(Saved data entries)

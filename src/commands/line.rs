use clap::Args;
use clap::Subcommand;

use crate::command_def;
use crate::commands::edit_target;
use crate::commands::print_response;
use crate::commands::IdArg;
use crate::commands::NamedArg;
use crate::commands::RankArg;
use crate::commands::TargetArg;
use crate::commands::Task;
use crate::errors::CommandError;
use crate::progress::ProgressObserver;
use crate::service::ranked::add_ranked;
use crate::service::ranked::delete_ranked;
use crate::service::ranked::get_ranked;
use crate::service::ranked::list_ranked;
use crate::service::ranked::update_ranked;
use crate::service::ranked::Lines;
use crate::subcommand_def;

subcommand_def!{
    /// Adds a ranked line
    pub struct Add {

        #[clap(flatten)]
        pub target_arg: TargetArg,

        #[clap(flatten)]
        pub named: NamedArg,

        #[clap(flatten)]
        pub rank: RankArg,

    }
}

impl Task for Add {

    fn run<Progress: ProgressObserver>(self, progress: &mut Progress) -> Result<(),CommandError> {
        let mut target = edit_target(&self.target_arg)?;
        print_response(&add_ranked::<Lines,_>(&mut target, &self.named.name, &self.named.wkt, &self.rank.rank, progress))
    }
}

subcommand_def!{
    /// Replaces the name, geometry and rank of a stored line
    pub struct Update {

        #[clap(flatten)]
        pub target_arg: TargetArg,

        #[clap(flatten)]
        pub id_arg: IdArg,

        #[clap(flatten)]
        pub named: NamedArg,

        #[clap(flatten)]
        pub rank: RankArg,

    }
}

impl Task for Update {

    fn run<Progress: ProgressObserver>(self, progress: &mut Progress) -> Result<(),CommandError> {
        let mut target = edit_target(&self.target_arg)?;
        print_response(&update_ranked::<Lines,_>(&mut target, &self.id_arg.id, &self.named.name, &self.named.wkt, &self.rank.rank, progress))
    }
}

subcommand_def!{
    /// Deletes a stored line
    pub struct Delete {

        #[clap(flatten)]
        pub target_arg: TargetArg,

        #[clap(flatten)]
        pub id_arg: IdArg,

    }
}

impl Task for Delete {

    fn run<Progress: ProgressObserver>(self, _: &mut Progress) -> Result<(),CommandError> {
        let mut target = edit_target(&self.target_arg)?;
        print_response(&delete_ranked::<Lines>(&mut target, &self.id_arg.id))
    }
}

subcommand_def!{
    /// Prints a stored line
    pub struct Get {

        #[clap(flatten)]
        pub target_arg: TargetArg,

        #[clap(flatten)]
        pub id_arg: IdArg,

    }
}

impl Task for Get {

    fn run<Progress: ProgressObserver>(self, _: &mut Progress) -> Result<(),CommandError> {
        let mut target = edit_target(&self.target_arg)?;
        print_response(&get_ranked::<Lines>(&mut target, &self.id_arg.id))
    }
}

subcommand_def!{
    /// Prints all stored lines
    pub struct List {

        #[clap(flatten)]
        pub target_arg: TargetArg,

    }
}

impl Task for List {

    fn run<Progress: ProgressObserver>(self, progress: &mut Progress) -> Result<(),CommandError> {
        let mut target = edit_target(&self.target_arg)?;
        print_response(&list_ranked::<Lines,_>(&mut target, progress))
    }
}

command_def!{
    #[command(disable_help_subcommand(true))]
    pub LineCommand {
        Add,
        Update,
        Delete,
        Get,
        List
    }
}

subcommand_def!{
    /// Adds, changes, removes and reads ranked lines
    pub struct Line {

        #[command(subcommand)]
        pub command: LineCommand

    }
}

impl Task for Line {

    fn run<Progress: ProgressObserver>(self, progress: &mut Progress) -> Result<(),CommandError> {
        self.command.run(progress)
    }
}
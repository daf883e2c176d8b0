use crate::entity;
use crate::errors::CommandError;
use crate::feature_map::fields::Rank;
use crate::geometry::LineString;
use crate::layer;
use crate::progress::ProgressObserver;
use crate::typed_map::entities::EntityIndex;
use crate::typed_map::fields::IdRef;

layer!(
/// Ranked line features
Line["lines"]: LineString {
    name: String,
    wkt: String,
    rank: Rank,
});

entity!(LineEntity: Line {
    fid: IdRef,
    name: String,
    wkt: String,
    rank: Rank,
    geometry: LineString
});

impl LineLayer<'_> {

    pub(crate) fn add_line(&self, line: &NewLine, geometry: LineString) -> Result<IdRef,CommandError> {
        self.add_struct(line, geometry)
    }

    pub(crate) fn update_line(&self, fid: &IdRef, line: &NewLine, geometry: LineString) -> Result<(),CommandError> {
        self.update_struct(fid, line, geometry)
    }

    pub(crate) fn get_line(&self, fid: &IdRef) -> Result<LineEntity,CommandError> {
        self.try_feature_by_id(fid)?.try_into()
    }

    pub(crate) fn read_lines<Progress: ProgressObserver>(&mut self, progress: &mut Progress) -> Result<EntityIndex<LineSchema,LineEntity>,CommandError> {
        self.read_features().into_entities_index(progress)
    }

    pub(crate) fn read_lines_by_rank<Progress: ProgressObserver>(&mut self, rank: Rank, progress: &mut Progress) -> Result<EntityIndex<LineSchema,LineEntity>,CommandError> {
        self.read_features().into_entities_index_filtered(|_,line: &LineEntity| line.rank == rank, progress)
    }

}
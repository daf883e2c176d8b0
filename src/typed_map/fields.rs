use core::fmt::Display;
use core::fmt::Formatter;
use core::fmt::Result as FormatResult;
use core::str::FromStr;

use gdal::vector::Feature;
use gdal::vector::OGRFieldType;
use serde::Serialize;

use crate::errors::CommandError;

pub(crate) trait TypedField: Sized {

    const STORAGE_TYPE: OGRFieldType::Type;

    fn get_required<FieldType>(value: Option<FieldType>, field_id: &'static str) -> Result<FieldType,CommandError> {
        value.ok_or_else(|| CommandError::MissingField(field_id))
    }

    fn get_field(feature: &Feature, field_name: &str, field_id: &'static str) -> Result<Self,CommandError>;

    fn set_field(&self, feature: &mut Feature, field_name: &str) -> Result<(),CommandError>;

}

/// The 'fid' of a record in one of the layers.
#[derive(PartialEq,Eq,Hash,PartialOrd,Ord,Clone,Debug,Serialize)]
pub(crate) struct IdRef(u64);

impl IdRef {

    pub(crate) const fn new(id: u64) -> Self {
        Self(id)
    }

    pub(crate) const fn to_inner(&self) -> u64 {
        self.0
    }

}

impl Display for IdRef {
    fn fmt(&self, f: &mut Formatter<'_>) -> FormatResult {
        write!(f,"{}",self.0)
    }
}

impl FromStr for IdRef {
    type Err = core::num::ParseIntError;

    fn from_str(s: &str) -> Result<Self, Self::Err> {
        Ok(Self(s.trim().parse()?))
    }
}

impl TypedField for String {

    const STORAGE_TYPE: OGRFieldType::Type = OGRFieldType::OFTString;

    fn get_field(feature: &Feature, field_name: &str, field_id: &'static str) -> Result<Self,CommandError> {
        Self::get_required(feature.field_as_string(feature.field_index(field_name)?)?, field_id)
    }


    fn set_field(&self, feature: &mut Feature, field_name: &str) -> Result<(),CommandError> {
        Ok(feature.set_field_string(feature.field_index(field_name)?, self)?)
    }

}

/// Implements TypedField for a type which is stored as its Display string and read back with FromStr. An invalid stored
/// value is reported as a missing field.
#[macro_export]
macro_rules! impl_string_typed_field {
    ($type: ty) => {

        impl $crate::typed_map::fields::TypedField for $type {

            const STORAGE_TYPE: gdal::vector::OGRFieldType::Type = gdal::vector::OGRFieldType::OFTString;

            fn get_field(feature: &gdal::vector::Feature, field_name: &str, field_id: &'static str) -> Result<Self,$crate::errors::CommandError> {
                let value = <Self as $crate::typed_map::fields::TypedField>::get_required(feature.field_as_string(feature.field_index(field_name)?)?, field_id)?;
                value.parse().map_err(|_| $crate::errors::CommandError::MissingField(field_id))
            }

            fn set_field(&self, feature: &mut gdal::vector::Feature, field_name: &str) -> Result<(),$crate::errors::CommandError> {
                Ok(feature.set_field_string(feature.field_index(field_name)?, &self.to_string())?)
            }

        }

        impl $crate::typed_map::fields::TypedField for Option<$type> {

            const STORAGE_TYPE: gdal::vector::OGRFieldType::Type = gdal::vector::OGRFieldType::OFTString;

            fn get_field(feature: &gdal::vector::Feature, field_name: &str, field_id: &'static str) -> Result<Self,$crate::errors::CommandError> {
                if let Some(value) = feature.field_as_string(feature.field_index(field_name)?)? {
                    if value.trim().is_empty() {
                        Ok(None)
                    } else {
                        value.parse().map(Some).map_err(|_| $crate::errors::CommandError::MissingField(field_id))
                    }
                } else {
                    Ok(None)
                }
            }

            fn set_field(&self, feature: &mut gdal::vector::Feature, field_name: &str) -> Result<(),$crate::errors::CommandError> {
                if let Some(value) = self {
                    $crate::typed_map::fields::TypedField::set_field(value,feature,field_name)
                } else {
                    Ok(feature.set_field_null(feature.field_index(field_name)?)?)
                }
            }

        }

    };
}

#[cfg(test)]
mod test {

    use super::IdRef;

    #[test]
    fn test_id_ref_parse() {
        assert_eq!("12".parse::<IdRef>().unwrap(),IdRef::new(12));
        assert_eq!(" 7 ".parse::<IdRef>().unwrap().to_inner(),7);
        assert!("-1".parse::<IdRef>().is_err());
        assert!("seven".parse::<IdRef>().is_err());
    }

    #[test]
    fn test_id_ref_serializes_as_number() {
        assert_eq!(serde_json::to_string(&IdRef::new(3)).unwrap(),"3");
    }
}
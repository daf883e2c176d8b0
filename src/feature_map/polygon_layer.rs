use crate::entity;
use crate::errors::CommandError;
use crate::feature_map::fields::Rank;
use crate::geometry::Polygon;
use crate::layer;
use crate::progress::ProgressObserver;
use crate::typed_map::entities::EntityIndex;
use crate::typed_map::fields::IdRef;

layer!(
/// Polygon features, which are always rank A. The rank is empty for polygons that were stored before ranks were recorded.
Polygon["polygons"]: Polygon {
    name: String,
    /// The text of the stored geometry. After reconciliation this is not the text that was submitted.
    wkt: String,
    rank: Option<Rank>,
});

entity!(PolygonEntity: Polygon {
    fid: IdRef,
    name: String,
    wkt: String,
    rank: Option<Rank>,
    geometry: Polygon
});

impl PolygonEntity {

    /// A missing rank counts as rank A.
    pub(crate) fn effective_rank(&self) -> Rank {
        self.rank.unwrap_or(Rank::A)
    }

}

impl PolygonLayer<'_> {

    pub(crate) fn add_polygon(&self, polygon: &NewPolygon, geometry: Polygon) -> Result<IdRef,CommandError> {
        self.add_struct(polygon, geometry)
    }

    pub(crate) fn update_polygon(&self, fid: &IdRef, polygon: &NewPolygon, geometry: Polygon) -> Result<(),CommandError> {
        self.update_struct(fid, polygon, geometry)
    }

    pub(crate) fn get_polygon(&self, fid: &IdRef) -> Result<PolygonEntity,CommandError> {
        self.try_feature_by_id(fid)?.try_into()
    }

    pub(crate) fn read_polygons<Progress: ProgressObserver>(&mut self, progress: &mut Progress) -> Result<EntityIndex<PolygonSchema,PolygonEntity>,CommandError> {
        self.read_features().into_entities_index(progress)
    }

    pub(crate) fn read_polygons_by_rank<Progress: ProgressObserver>(&mut self, rank: Rank, progress: &mut Progress) -> Result<EntityIndex<PolygonSchema,PolygonEntity>,CommandError> {
        self.read_features().into_entities_index_filtered(|_,polygon: &PolygonEntity| polygon.effective_rank() == rank, progress)
    }

}
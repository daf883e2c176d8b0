use clap::Args;
use clap::Subcommand;

use crate::command_def;
use crate::commands::edit_target;
use crate::commands::print_response;
use crate::commands::IdArg;
use crate::commands::NamedArg;
use crate::commands::NegligibleAreaArg;
use crate::commands::TargetArg;
use crate::commands::Task;
use crate::errors::CommandError;
use crate::progress::ProgressObserver;
use crate::service::polygons::add_polygon;
use crate::service::polygons::check_polygon_intersection;
use crate::service::polygons::delete_polygon;
use crate::service::polygons::get_polygon;
use crate::service::polygons::list_polygons;
use crate::service::polygons::update_polygon;
use crate::subcommand_def;

subcommand_def!{
    /// Adds a rank A polygon. Areas already covered by stored polygons are cut out of it first.
    pub struct Add {

        #[clap(flatten)]
        pub target_arg: TargetArg,

        #[clap(flatten)]
        pub named: NamedArg,

        #[clap(flatten)]
        pub negligible_area: NegligibleAreaArg,

    }
}

impl Task for Add {

    fn run<Progress: ProgressObserver>(self, progress: &mut Progress) -> Result<(),CommandError> {
        let mut target = edit_target(&self.target_arg)?;
        let settings = self.negligible_area.to_settings();
        print_response(&add_polygon(&mut target, &self.named.name, &self.named.wkt, &settings, progress))
    }
}

subcommand_def!{
    /// Replaces the name and geometry of a stored polygon. The geometry is cut against all other stored polygons.
    pub struct Update {

        #[clap(flatten)]
        pub target_arg: TargetArg,

        #[clap(flatten)]
        pub id_arg: IdArg,

        #[clap(flatten)]
        pub named: NamedArg,

        #[clap(flatten)]
        pub negligible_area: NegligibleAreaArg,

    }
}

impl Task for Update {

    fn run<Progress: ProgressObserver>(self, progress: &mut Progress) -> Result<(),CommandError> {
        let mut target = edit_target(&self.target_arg)?;
        let settings = self.negligible_area.to_settings();
        print_response(&update_polygon(&mut target, &self.id_arg.id, &self.named.name, &self.named.wkt, &settings, progress))
    }
}

subcommand_def!{
    /// Deletes a stored polygon
    pub struct Delete {

        #[clap(flatten)]
        pub target_arg: TargetArg,

        #[clap(flatten)]
        pub id_arg: IdArg,

    }
}

impl Task for Delete {

    fn run<Progress: ProgressObserver>(self, _: &mut Progress) -> Result<(),CommandError> {
        let mut target = edit_target(&self.target_arg)?;
        print_response(&delete_polygon(&mut target, &self.id_arg.id))
    }
}

subcommand_def!{
    /// Prints a stored polygon
    pub struct Get {

        #[clap(flatten)]
        pub target_arg: TargetArg,

        #[clap(flatten)]
        pub id_arg: IdArg,

    }
}

impl Task for Get {

    fn run<Progress: ProgressObserver>(self, _: &mut Progress) -> Result<(),CommandError> {
        let mut target = edit_target(&self.target_arg)?;
        print_response(&get_polygon(&mut target, &self.id_arg.id))
    }
}

subcommand_def!{
    /// Prints all stored polygons
    pub struct List {

        #[clap(flatten)]
        pub target_arg: TargetArg,

    }
}

impl Task for List {

    fn run<Progress: ProgressObserver>(self, progress: &mut Progress) -> Result<(),CommandError> {
        let mut target = edit_target(&self.target_arg)?;
        print_response(&list_polygons(&mut target, progress))
    }
}

subcommand_def!{
    /// Reports which stored polygons a candidate polygon overlaps, without storing it
    pub struct CheckIntersection {

        #[clap(flatten)]
        pub target_arg: TargetArg,

        /// The candidate polygon, as well-known text
        pub wkt: String,

        #[clap(flatten)]
        pub negligible_area: NegligibleAreaArg,

    }
}

impl Task for CheckIntersection {

    fn run<Progress: ProgressObserver>(self, progress: &mut Progress) -> Result<(),CommandError> {
        let mut target = edit_target(&self.target_arg)?;
        let settings = self.negligible_area.to_settings();
        print_response(&check_polygon_intersection(&mut target, &self.wkt, &settings, progress))
    }
}

command_def!{
    #[command(disable_help_subcommand(true))]
    pub PolygonCommand {
        Add,
        Update,
        Delete,
        Get,
        List,
        CheckIntersection
    }
}

subcommand_def!{
    /// Adds, changes, removes and reads rank A polygons
    pub struct Polygon {

        #[command(subcommand)]
        pub command: PolygonCommand

    }
}

impl Task for Polygon {

    fn run<Progress: ProgressObserver>(self, progress: &mut Progress) -> Result<(),CommandError> {
        self.command.run(progress)
    }
}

> _Exercise goal_
Lines from the entries that contain the word "OGRFieldType" are what the answer must hold.

> _Output of the task_
use gdal::vector::OGRFieldType;
    const STORAGE_TYPE: OGRFieldType::Type;
    const STORAGE_TYPE: OGRFieldType::Type = OGRFieldType::OFTString;
            const STORAGE_TYPE: gdal::vector::OGRFieldType::Type = gdal::vector::OGRFieldType::OFTString;
            const STORAGE_TYPE: gdal::vector::OGRFieldType::Type = gdal::vector::OGRFieldType::OFTString;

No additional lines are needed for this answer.